* YOUR GOAL *
The data is to be set down once more, exactly as it reads.

Start of MATERIAL PROVIDED

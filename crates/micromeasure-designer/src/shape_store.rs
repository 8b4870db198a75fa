//! Arena of drawing objects in draw order.
//!
//! Shapes are addressed by a stable `u64` id. The vector order is the draw
//! order: later objects are drawn on top and hit-tested first.

use crate::model::{MeasurementShape, Shape, ShapeType};

/// A shape plus the per-object flags the canvas needs.
#[derive(Debug, Clone, PartialEq)]
pub struct DrawingObject {
    pub id: u64,
    pub shape: Shape,
    pub visible: bool,
    pub selected: bool,
    pub editable: bool,
    pub selectable: bool,
}

impl DrawingObject {
    pub fn new(id: u64, shape: Shape) -> Self {
        Self {
            id,
            shape,
            visible: true,
            selected: false,
            editable: true,
            selectable: true,
        }
    }

    pub fn shape_type(&self) -> ShapeType {
        self.shape.shape_type()
    }

    /// Visible and selectable, so pointer events may pick it.
    pub fn is_pickable(&self) -> bool {
        self.visible && self.selectable
    }
}

#[derive(Debug, Clone, Default)]
pub struct ShapeStore {
    objects: Vec<DrawingObject>,
    next_id: u64,
}

impl ShapeStore {
    pub fn new() -> Self {
        Self {
            objects: Vec::new(),
            next_id: 1,
        }
    }

    pub fn generate_id(&mut self) -> u64 {
        let id = self.next_id.max(1);
        self.next_id = id + 1;
        id
    }

    /// Ensures future ids are at least `id`.
    pub fn set_next_id(&mut self, id: u64) {
        self.next_id = self.next_id.max(id);
    }

    /// Appends on top of the draw order.
    pub fn insert(&mut self, object: DrawingObject) {
        self.set_next_id(object.id + 1);
        self.objects.push(object);
    }

    /// Inserts at a draw position, clamped to the end.
    pub fn insert_at(&mut self, index: usize, object: DrawingObject) {
        self.set_next_id(object.id + 1);
        let index = index.min(self.objects.len());
        self.objects.insert(index, object);
    }

    /// Removes and returns the object with its draw position.
    pub fn remove(&mut self, id: u64) -> Option<(usize, DrawingObject)> {
        let index = self.index_of(id)?;
        Some((index, self.objects.remove(index)))
    }

    pub fn index_of(&self, id: u64) -> Option<usize> {
        self.objects.iter().position(|o| o.id == id)
    }

    pub fn get(&self, id: u64) -> Option<&DrawingObject> {
        self.objects.iter().find(|o| o.id == id)
    }

    pub fn get_mut(&mut self, id: u64) -> Option<&mut DrawingObject> {
        self.objects.iter_mut().find(|o| o.id == id)
    }

    pub fn contains(&self, id: u64) -> bool {
        self.index_of(id).is_some()
    }

    /// Bottom to top.
    pub fn iter(&self) -> impl DoubleEndedIterator<Item = &DrawingObject> {
        self.objects.iter()
    }

    pub fn iter_mut(&mut self) -> impl Iterator<Item = &mut DrawingObject> {
        self.objects.iter_mut()
    }

    /// Top to bottom, the order hit-testing walks.
    pub fn iter_topmost(&self) -> impl Iterator<Item = &DrawingObject> {
        self.objects.iter().rev()
    }

    pub fn ids(&self) -> Vec<u64> {
        self.objects.iter().map(|o| o.id).collect()
    }

    pub fn len(&self) -> usize {
        self.objects.len()
    }

    pub fn is_empty(&self) -> bool {
        self.objects.is_empty()
    }

    pub fn clear(&mut self) {
        self.objects.clear();
    }
}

End of MATERIAL PROVIDED

* TASK SOLUTION *
filename crates/micromeasure-designer/src/shape_store.rs
repository 8b4870db198a75fa
//! Arena of drawing objects in draw order.
//!
//! Shapes are addressed by a stable `u64` id. The vector order is the draw
//! order: later objects are drawn on top and hit-tested first.

use crate::model::{MeasurementShape, Shape, ShapeType};

/// A shape plus the per-object flags the canvas needs.
#[derive(Debug, Clone, PartialEq)]
pub struct DrawingObject {
    pub id: u64,
    pub shape: Shape,
    pub visible: bool,
    pub selected: bool,
    pub editable: bool,
    pub selectable: bool,
}

impl DrawingObject {
    pub fn new(id: u64, shape: Shape) -> Self {
        Self {
            id,
            shape,
            visible: true,
            selected: false,
            editable: true,
            selectable: true,
        }
    }

    pub fn shape_type(&self) -> ShapeType {
        self.shape.shape_type()
    }

    /// Visible and selectable, so pointer events may pick it.
    pub fn is_pickable(&self) -> bool {
        self.visible && self.selectable
    }
}

#[derive(Debug, Clone, Default)]
pub struct ShapeStore {
    objects: Vec<DrawingObject>,
    next_id: u64,
}

impl ShapeStore {
    pub fn new() -> Self {
        Self {
            objects: Vec::new(),
            next_id: 1,
        }
    }

    pub fn generate_id(&mut self) -> u64 {
        let id = self.next_id.max(1);
        self.next_id = id + 1;
        id
    }

    /// Ensures future ids are at least `id`.
    pub fn set_next_id(&mut self, id: u64) {
        self.next_id = self.next_id.max(id);
    }

    /// Appends on top of the draw order.
    pub fn insert(&mut self, object: DrawingObject) {
        self.set_next_id(object.id + 1);
        self.objects.push(object);
    }

    /// Inserts at a draw position, clamped to the end.
    pub fn insert_at(&mut self, index: usize, object: DrawingObject) {
        self.set_next_id(object.id + 1);
        let index = index.min(self.objects.len());
        self.objects.insert(index, object);
    }

    /// Removes and returns the object with its draw position.
    pub fn remove(&mut self, id: u64) -> Option<(usize, DrawingObject)> {
        let index = self.index_of(id)?;
        Some((index, self.objects.remove(index)))
    }

    pub fn index_of(&self, id: u64) -> Option<usize> {
        self.objects.iter().position(|o| o.id == id)
    }

    pub fn get(&self, id: u64) -> Option<&DrawingObject> {
        self.objects.iter().find(|o| o.id == id)
    }

    pub fn get_mut(&mut self, id: u64) -> Option<&mut DrawingObject> {
        self.objects.iter_mut().find(|o| o.id == id)
    }

    pub fn contains(&self, id: u64) -> bool {
        self.index_of(id).is_some()
    }

    /// Bottom to top.
    pub fn iter(&self) -> impl DoubleEndedIterator<Item = &DrawingObject> {
        self.objects.iter()
    }

    pub fn iter_mut(&mut self) -> impl Iterator<Item = &mut DrawingObject> {
        self.objects.iter_mut()
    }

    /// Top to bottom, the order hit-testing walks.
    pub fn iter_topmost(&self) -> impl Iterator<Item = &DrawingObject> {
        self.objects.iter().rev()
    }

    pub fn ids(&self) -> Vec<u64> {
        self.objects.iter().map(|o| o.id).collect()
    }

    pub fn len(&self) -> usize {
        self.objects.len()
    }

    pub fn is_empty(&self) -> bool {
        self.objects.is_empty()
    }

    pub fn clear(&mut self) {
        self.objects.clear();
    }
}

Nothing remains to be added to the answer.